Coutermarsh recommends page 5 as a starting heuristic but explicitly delegates the measurement to the reader: "You should test it on your application's data to see how it improves your query times."

The general shape

Any cost transformation with asymmetric behaviour by input regime fits the pattern. Examples beyond pagination:

  • Small-batch vs large-batch: batch processing has per-batch overhead; at small batch sizes a single-item fast path may be faster.
  • Vectorised vs scalar ops: SIMD/vectorisation has fixed setup cost; useful only past a threshold of element count.
  • Compressed vs uncompressed transfer: gzip has per-request CPU overhead; for tiny payloads the wire savings are smaller than the CPU cost.
  • Cache-warming precompute vs on-demand: precompute amortises only if request rate exceeds a threshold.
  • Cursor vs offset pagination: cursor pagination is always faster than offset, but the UX cost of losing skip-to-page-N is only worth paying past a depth threshold where the offset cost starts to hurt.

Canonical signatures:

# Python
result = fast_path(...) if input.is_in_fast_regime() else default_path(...)

# SQL planner directive (Postgres)
/*+ IndexScan(posts created_at_idx) */  -- for deep-page queries only

# ORM-level gate (Rails)
posts = posts.fast_page if params[:page] > 5

Measurement discipline

Coutermarsh's pattern has four explicit measurement steps worth canonicalising:

  1. Identify the axis that selects the regime. For pagination it's params[:page] / offset depth. For compression it's payload size. For cursor-vs-offset it's UX expectation + page depth.
  2. Measure both paths at multiple points on the axis. Don't assume the crossover is uniform — it depends on data distribution. Test at page 1, 5, 10, 50, 100, 500, 2000 and look for the intersection.
  3. Make the threshold a configuration, not a constant. Coutermarsh's > 5 is a literal in the code sample but could reasonably be a per-app config because the crossover depends on row width and RTT.
  4. Monitor for regime drift. As data grows, index depths change, buffer-pool hit rates drift, and the crossover shifts. Periodic re-measurement is part of the pattern's correct application.

Naïve vs correct application

Naïve: apply the optimisation everywhere because it's "faster".
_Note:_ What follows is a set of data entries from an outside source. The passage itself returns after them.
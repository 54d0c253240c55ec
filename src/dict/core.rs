use std::collections::HashMap;
use std::collections::hash_map::Entry;
use std::sync::{Mutex, MutexGuard, PoisonError};

use crate::error::PfpError;

/// Occurrence counter of a dictionary word. Written as a fixed-width `u32` to
/// the `.occ` file, so it must never wrap.
pub type Occ = u32;

/// Dictionary value: how often a word was seen and its text.
#[derive(Debug, Clone, PartialEq, Eq)]
pub struct WordStats {
    pub occ: Occ,
    pub text: Vec<u8>,
}

/// Word-hash -> stats map split into independently locked shards.
///
/// A hash always lands in shard `hash % n`, so an update takes exactly one
/// lock and no thread ever holds two.
pub struct ShardedDict {
    shards: Vec<Mutex<HashMap<u64, WordStats>>>,
    max_occ: Occ,
}

impl ShardedDict {
    pub fn new(shards: usize, max_occ: Occ) -> Self {
        let shards = (0..shards.max(1))
            .map(|_| Mutex::new(HashMap::new()))
            .collect();
        ShardedDict { shards, max_occ }
    }

    #[inline]
    pub fn shard_count(&self) -> usize {
        self.shards.len()
    }

    #[inline]
    pub fn shard_of(&self, hash: u64) -> usize {
        (hash % self.shards.len() as u64) as usize
    }

    /// A panicking scanner cannot leave a shard half-updated: every mutation
    /// below is a single insert or a single increment.
    fn lock(&self, shard: usize) -> MutexGuard<'_, HashMap<u64, WordStats>> {
        self.shards[shard]
            .lock()
            .unwrap_or_else(PoisonError::into_inner)
    }

    /// Record one occurrence of `word`, whose full hash is `hash`.
    ///
    /// Fails if the count would pass the configured maximum, or if `hash` is
    /// already bound to a different text.
    pub fn update(&self, hash: u64, word: &[u8]) -> Result<(), PfpError> {
        let mut shard = self.lock(self.shard_of(hash));
        match shard.entry(hash) {
            Entry::Vacant(slot) => {
                slot.insert(WordStats {
                    occ: 1,
                    text: word.to_vec(),
                });
            }
            Entry::Occupied(mut slot) => {
                let stats = slot.get_mut();
                if stats.occ >= self.max_occ {
                    return Err(PfpError::OccurrenceOverflow {
                        hash,
                        max: self.max_occ,
                    });
                }
                stats.occ += 1;
                if stats.text != word {
                    return Err(PfpError::Collision {
                        hash,
                        stored: stats.text.clone(),
                        found: word.to_vec(),
                    });
                }
            }
        }
        Ok(())
    }

    pub fn get(&self, hash: u64) -> Option<WordStats> {
        self.lock(self.shard_of(hash)).get(&hash).cloned()
    }

    /// Number of distinct words across all shards.
    pub fn len(&self) -> usize {
        (0..self.shards.len()).map(|i| self.lock(i).len()).sum()
    }

    pub fn is_empty(&self) -> bool {
        self.len() == 0
    }

    /// Drain every shard into one unordered vector.
    pub fn into_entries(self) -> Vec<(u64, WordStats)> {
        let mut entries = Vec::new();
        for shard in self.shards {
            let map = shard.into_inner().unwrap_or_else(PoisonError::into_inner);
            entries.extend(map);
        }
        entries
    }
}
# Wrong: unconditional .fast_page is slower at small offsets
posts = Post.all.page(params[:page]).per(25).fast_page

Correct: gate on the regime-selection axis.

# Right: conditional on page depth
posts = Post.all.page(params[:page]).per(25)
posts = posts.fast_page if params[:page] > 5

The naïve form is common when engineers see a benchmark showing a 2.7× speedup and don't read the fine print. Coutermarsh's post is unusual in that it warns about this directly in the post-introducing-the-optimisation, not in a separate "gotchas" post six months later.

Anti-patterns

  • Applying the new path unconditionally after seeing a single impressive benchmark. Most optimisations have a crossover.
  • Hard-coding the threshold as a literal in the application code. Treat it like a timeout or batch size — configurable, measured, monitored.
  • "Optimising" a path that's already fast enough. For apps where OFFSET never exceeds 100, the deferred-join rewrite adds complexity for no gain. The pattern only matters if the deep-page case is actually hit in production.
  • Ignoring operational dimensions. The optimisation might improve p50 but worsen p99 if the second query in a two-query path can stall on connection-pool contention. Measure tail latency, not just mean.
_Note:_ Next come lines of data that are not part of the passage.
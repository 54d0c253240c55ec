mod core;


pub use self::core::{Occ, ShardedDict, WordStats};
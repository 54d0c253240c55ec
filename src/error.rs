use std::io;
use std::path::PathBuf;

use thiserror::Error;

use crate::common::io_error_msg;

/// Every way a parse can fail. None of these are recoverable: the run is
/// abandoned and the partial output must not be consumed.
#[derive(Debug, Error)]
pub enum PfpError {
    #[error("invalid byte {byte:#04x} at offset {offset} (bytes at or below the sentinel are reserved)")]
    InvalidByte { offset: u64, byte: u8 },

    #[error(
        "hash collision on {hash:#x}: {:?} vs {:?}",
        String::from_utf8_lossy(.stored),
        String::from_utf8_lossy(.found)
    )]
    Collision {
        hash: u64,
        stored: Vec<u8>,
        found: Vec<u8>,
    },

    #[error("maximum number of occurrences ({max}) exceeded for dictionary word {hash:#x}")]
    OccurrenceOverflow { hash: u64, max: u32 },

    #[error("cannot {op} '{}': {}", .path.display(), io_error_msg(.source))]
    Io {
        op: &'static str,
        path: PathBuf,
        #[source]
        source: io::Error,
    },

    #[error("internal consistency failure: {0}")]
    Inconsistent(String),

    #[error("invalid configuration: {0}")]
    InvalidConfig(String),

    #[error("scan cancelled after a failure in another thread")]
    Cancelled,
}

impl PfpError {
    pub fn io(op: &'static str, path: impl Into<PathBuf>, source: io::Error) -> Self {
        PfpError::Io {
            op,
            path: path.into(),
            source,
        }
    }

    /// True for the secondary error reported by threads that stopped because
    /// another thread failed first.
    pub fn is_cancelled(&self) -> bool {
        matches!(self, PfpError::Cancelled)
    }
}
Relationship to other patterns

Seen in

  • sources/2026-04-21-planetscale-introducing-fastpage-faster-offset-pagination-for-rails-appscanonical wiki source. Mike Coutermarsh's params[:page] > 5 gate is the pattern's literal reference formulation. Warning voice in-post, not post- hoc: "Because fast_page runs 2 queries instead of 1, it is very likely a bit slower for early pages. The benefits begin as the user gets into deeper pages. It's worth testing to see at which page your application gets faster from using fast_page and only applying to your queries then."